Required action
When you reach the line containing "the CA expires." in the entries below, begin reproducing lines exactly, and stop once the line containing "csr.params.serial_number = Some(random_serial());" is done.

[Opening Information provided section]

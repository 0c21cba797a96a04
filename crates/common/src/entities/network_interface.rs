use serde::{Deserialize, Serialize};

use crate::validation::{self, ValidationError};

use super::Entity;

/// A network interface owned by a node.
///
/// The interface set is fixed at enrollment (reported by the agent on
/// first contact) and only mutated by bulk replacement; ids are the
/// node-local device names (`if0`), not UUIDs.
#[derive(Debug, Clone, Default, PartialEq, Serialize, Deserialize)]
pub struct NetworkInterface {
    /// Node-local interface id, e.g. `if0`.
    #[serde(default)]
    pub id: String,
    /// Owning node id; populated by the controller.
    #[serde(default)]
    pub node_id: String,
    /// Free-form description.
    #[serde(default)]
    pub description: String,
    /// One of `kernel`, `userspace`.
    #[serde(default)]
    pub driver: String,
    /// One of `none`, `upstream`, `downstream`, `bidirectional`, `breakout`.
    #[serde(rename = "type", default)]
    pub kind: String,
    /// Hardware address.
    #[serde(default)]
    pub mac_address: String,
    /// VLAN tag.
    #[serde(default)]
    pub vlan: i64,
    /// Zones the interface participates in.
    #[serde(default)]
    pub zones: Vec<String>,
    /// Interface traffic falls back to when this one is unavailable.
    #[serde(default)]
    pub fallback_interface: String,
}

impl Entity for NetworkInterface {
    fn table_name(&self) -> &'static str {
        "network_interfaces"
    }

    fn id(&self) -> &str {
        &self.id
    }

    fn set_id(&mut self, id: String) {
        self.id = id;
    }

    fn validate(&self) -> validation::Result {
        if self.id.is_empty() {
            return Err(ValidationError::new("id cannot be empty"));
        }
        match self.driver.as_str() {
            "kernel" | "userspace" => {}
            _ => {
                return Err(ValidationError::new(
                    "driver must be one of [kernel, userspace]",
                ))
            }
        }
        match self.kind.as_str() {
            "none" | "upstream" | "downstream" | "bidirectional" | "breakout" => {}
            _ => {
                return Err(ValidationError::new(
                    "type must be one of [none, upstream, downstream, bidirectional, breakout]",
                ))
            }
        }
        if !self.mac_address.is_empty() && validation::parse_mac(&self.mac_address).is_err() {
            return Err(ValidationError::new(format!(
                "mac_address could not be parsed (invalid MAC address {})",
                self.mac_address
            )));
        }
        if self.vlan < 0 || self.vlan > 4095 {
            return Err(ValidationError::new("vlan must be in [0..4095]"));
        }
        Ok(())
    }

    fn filter_fields(&self) -> &'static [&'static str] {
        &["node_id"]
    }

    fn field(&self, name: &str) -> Option<String> {
        match name {
            "node_id" => Some(self.node_id.clone()),
            _ => None,
        }
    }
}

#[cfg(test)]
mod tests {
    use super::*;

    fn interface() -> NetworkInterface {
        NetworkInterface {
            id: "if0".into(),
            node_id: "ef51be63-e397-4e45-a2e7-ecb5c7c752ef".into(),
            description: "upstream 10G".into(),
            driver: "kernel".into(),
            kind: "upstream".into(),
            mac_address: "aa:bb:cc:dd:ee:ff".into(),
            vlan: 100,
            zones: vec![],
            fallback_interface: String::new(),
        }
    }

    #[test]
    fn valid_interface_passes() {
        assert!(interface().validate().is_ok());
    }

    #[test]
    fn driver_and_type_are_constrained() {
        let mut i = interface();
        i.driver = "dpdk".into();
        assert_eq!(
            i.validate().unwrap_err().to_string(),
            "driver must be one of [kernel, userspace]"
        );

        let mut i = interface();
        i.kind = "trunk".into();
        assert!(i.validate().is_err());
    }

    #[test]
    fn vlan_range() {
        let mut i = interface();
        i.vlan = 5000;
        assert_eq!(
            i.validate().unwrap_err().to_string(),
            "vlan must be in [0..4095]"
        );
    }
}
impl RootCa {
    /// Load the CA from `certs_dir`, generating key and certificate as
    /// needed. If the stored certificate was not issued for the stored
    /// key, the certificate is removed and regenerated once.
    pub fn init(certs_dir: &Path) -> Result<Self, PkiError> {
        fs::create_dir_all(certs_dir)?;
        set_mode(certs_dir, 0o700)?;

        let key_file = certs_dir.join(KEY_FILE);
        let key_pem = match fs::read_to_string(&key_file) {
            Ok(pem) => {
                KeyPair::from_pem(&pem).map_err(|err| PkiError::ParseKey(err.to_string()))?;
                pem
            }
            Err(_) => {
                let key = KeyPair::generate_for(&PKCS_ECDSA_P384_SHA384)
                    .map_err(|err| PkiError::Generate(err.to_string()))?;
                let pem = key.serialize_pem();
                write_private(&key_file, &pem)?;
                tracing::debug!(path = %key_file.display(), "generated and stored CA key");
                pem
            }
        };

        let cert_file = certs_dir.join(CERT_FILE);
        for _ in 0..2 {
            let cert_pem = match fs::read_to_string(&cert_file) {
                Ok(pem) => pem,
                Err(_) => {
                    let pem = generate_root_cert(&key_pem)?;
                    write_private(&cert_file, &pem)?;
                    tracing::debug!(
                        path = %cert_file.display(),
                        "generated and stored CA certificate"
                    );
                    pem
                }
            };

            // The certificate must have been issued for the stored key;
            // a mismatch means one of the two was replaced out of band.
            let key = KeyPair::from_pem(&key_pem)
                .map_err(|err| PkiError::ParseKey(err.to_string()))?;
            let der = decode_pem(&cert_pem)?;
            let (_, cert) = X509Certificate::from_der(&der)
                .map_err(|err| PkiError::ParseCertificate(err.to_string()))?;
            if cert.public_key().raw != key.subject_public_key_info() {
                fs::remove_file(&cert_file)?;
                continue;
            }

            let not_after = ::time::OffsetDateTime::from_unix_timestamp(
                cert.validity().not_after.timestamp(),
            )
            .map_err(|err| PkiError::ParseCertificate(err.to_string()))?;

            return Ok(Self {
                key_pem,
                cert_pem,
                not_after,
            });
        }

        Err(PkiError::KeyMismatch)
    }

    /// The CA certificate, PEM-encoded.
    pub fn cert_pem(&self) -> &str {
        &self.cert_pem
    }

    /// The CA chain. The root is the issuing CA with no intermediates,
    /// so the chain is the root alone.
    pub fn ca_chain(&self) -> Vec<String> {
        vec![self.cert_pem.clone()]
    }

    /// Expiry of the root certificate; every issued leaf expires with it.
    pub fn not_after(&self) -> ::time::OffsetDateTime {
        self.not_after
    }

    /// Sign an ASN.1 DER encoded certificate signing request, issuing a
    /// certificate with the caller-supplied subject CN and the CSR's
    /// public key, valid until the CA expires.
    pub fn sign_csr(&self, csr_der: &[u8], subject_cn: &str) -> Result<String, PkiError> {
        let der = CertificateSigningRequestDer::from(csr_der.to_vec());
        let mut csr = CertificateSigningRequestParams::from_der(&der)
            .map_err(|err| PkiError::ParseCsr(err.to_string()))?;

        let mut dn = DistinguishedName::new();
        dn.push(DnType::CommonName, DnValue::Utf8String(subject_cn.to_string()));
        csr.params.distinguished_name = dn;
        csr.params.is_ca = IsCa::NoCa;
        csr.params.serial_number = Some(random_serial());
        csr.params.key_usages = vec![KeyUsagePurpose::DigitalSignature];
        csr.params.extended_key_usages = vec![
            ExtendedKeyUsagePurpose::ClientAuth,
            ExtendedKeyUsagePurpose::ServerAuth,
        ];
        csr.params.not_before = ::time::OffsetDateTime::now_utc();
        csr.params.not_after = self.not_after;

        let ca_key = self.load_key()?;
        let issuer = Issuer::from_ca_cert_pem(&self.cert_pem, &ca_key)
            .map_err(|err| PkiError::ParseCertificate(err.to_string()))?;
        let cert = csr
            .signed_by(&issuer)
            .map_err(|err| PkiError::Sign(err.to_string()))?;
        Ok(cert.pem())
    }

    /// Issue a TLS server certificate for one of the controller's own
    /// listeners, with CN and SAN set to the server name.
    pub fn new_tls_server_cert(&self, sni: &str) -> Result<IssuedCert, PkiError> {
        self.new_tls_cert(sni, ExtendedKeyUsagePurpose::ServerAuth)
    }

    /// Issue a TLS client certificate for controller-side outbound
    /// connections.
    pub fn new_tls_client_cert(&self, sni: &str) -> Result<IssuedCert, PkiError> {
        self.new_tls_cert(sni, ExtendedKeyUsagePurpose::ClientAuth)
    }

    fn new_tls_cert(
        &self,
        sni: &str,
        usage: ExtendedKeyUsagePurpose,
    ) -> Result<IssuedCert, PkiError> {
        let key = KeyPair::generate_for(&PKCS_ECDSA_P384_SHA384)
            .map_err(|err| PkiError::Generate(err.to_string()))?;

        let mut params = CertificateParams::new(vec![sni.to_string()])
            .map_err(|err| PkiError::Generate(err.to_string()))?;
        let mut dn = DistinguishedName::new();
        dn.push(DnType::CommonName, DnValue::Utf8String(sni.to_string()));
        params.distinguished_name = dn;
        params.is_ca = IsCa::NoCa;
        params.serial_number = Some(random_serial());
        params.key_usages = vec![KeyUsagePurpose::DigitalSignature];
        params.extended_key_usages = vec![usage];
        params.not_before = ::time::OffsetDateTime::now_utc();
        params.not_after = self.not_after;

        let ca_key = self.load_key()?;
        let issuer = Issuer::from_ca_cert_pem(&self.cert_pem, &ca_key)
            .map_err(|err| PkiError::ParseCertificate(err.to_string()))?;
        let cert = params
            .signed_by(&key, &issuer)
            .map_err(|err| PkiError::Sign(err.to_string()))?;

        Ok(IssuedCert {
            cert_pem: cert.pem(),
            key_pem: key.serialize_pem(),
        })
    }

    fn load_key(&self) -> Result<KeyPair, PkiError> {
        KeyPair::from_pem(&self.key_pem).map_err(|err| PkiError::ParseKey(err.to_string()))
    }
}

/// Decode a single PEM block into its DER bytes.
pub fn decode_pem(pem_data: &str) -> Result<Vec<u8>, PkiError> {
    let block = ::pem::parse(pem_data.as_bytes())
        .map_err(|err| PkiError::ParseCertificate(err.to_string()))?;
    Ok(block.contents().to_vec())
}

fn generate_root_cert(key_pem: &str) -> Result<String, PkiError> {
    let key = KeyPair::from_pem(key_pem).map_err(|err| PkiError::ParseKey(err.to_string()))?;

    let mut params = CertificateParams::default();
    let mut dn = DistinguishedName::new();
    dn.push(
        DnType::OrganizationName,
        DnValue::Utf8String(CA_ORGANIZATION.to_string()),
    );
    params.distinguished_name = dn;
    params.is_ca = IsCa::Ca(BasicConstraints::Constrained(0));
    params.key_usages = vec![KeyUsagePurpose::KeyCertSign];
    params.extended_key_usages = vec![ExtendedKeyUsagePurpose::Any];
    params.serial_number = Some(random_serial());
    // Backdated slightly so freshly issued certs validate on hosts with
    // minor clock skew.
    params.not_before = ::time::OffsetDateTime::now_utc() - ::time::Duration::seconds(15);
    params.not_after = ::time::OffsetDateTime::now_utc() + ::time::Duration::days(CA_VALIDITY_DAYS);

    let cert = params
        .self_signed(&key)
        .map_err(|err| PkiError::Generate(err.to_string()))?;
    Ok(cert.pem())
}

[Closing Information provided section]

Output of the task
    /// public key, valid until the CA expires.
    pub fn sign_csr(&self, csr_der: &[u8], subject_cn: &str) -> Result<String, PkiError> {
        let der = CertificateSigningRequestDer::from(csr_der.to_vec());
        let mut csr = CertificateSigningRequestParams::from_der(&der)
            .map_err(|err| PkiError::ParseCsr(err.to_string()))?;

        let mut dn = DistinguishedName::new();
        dn.push(DnType::CommonName, DnValue::Utf8String(subject_cn.to_string()));
        csr.params.distinguished_name = dn;
        csr.params.is_ca = IsCa::NoCa;
        csr.params.serial_number = Some(random_serial());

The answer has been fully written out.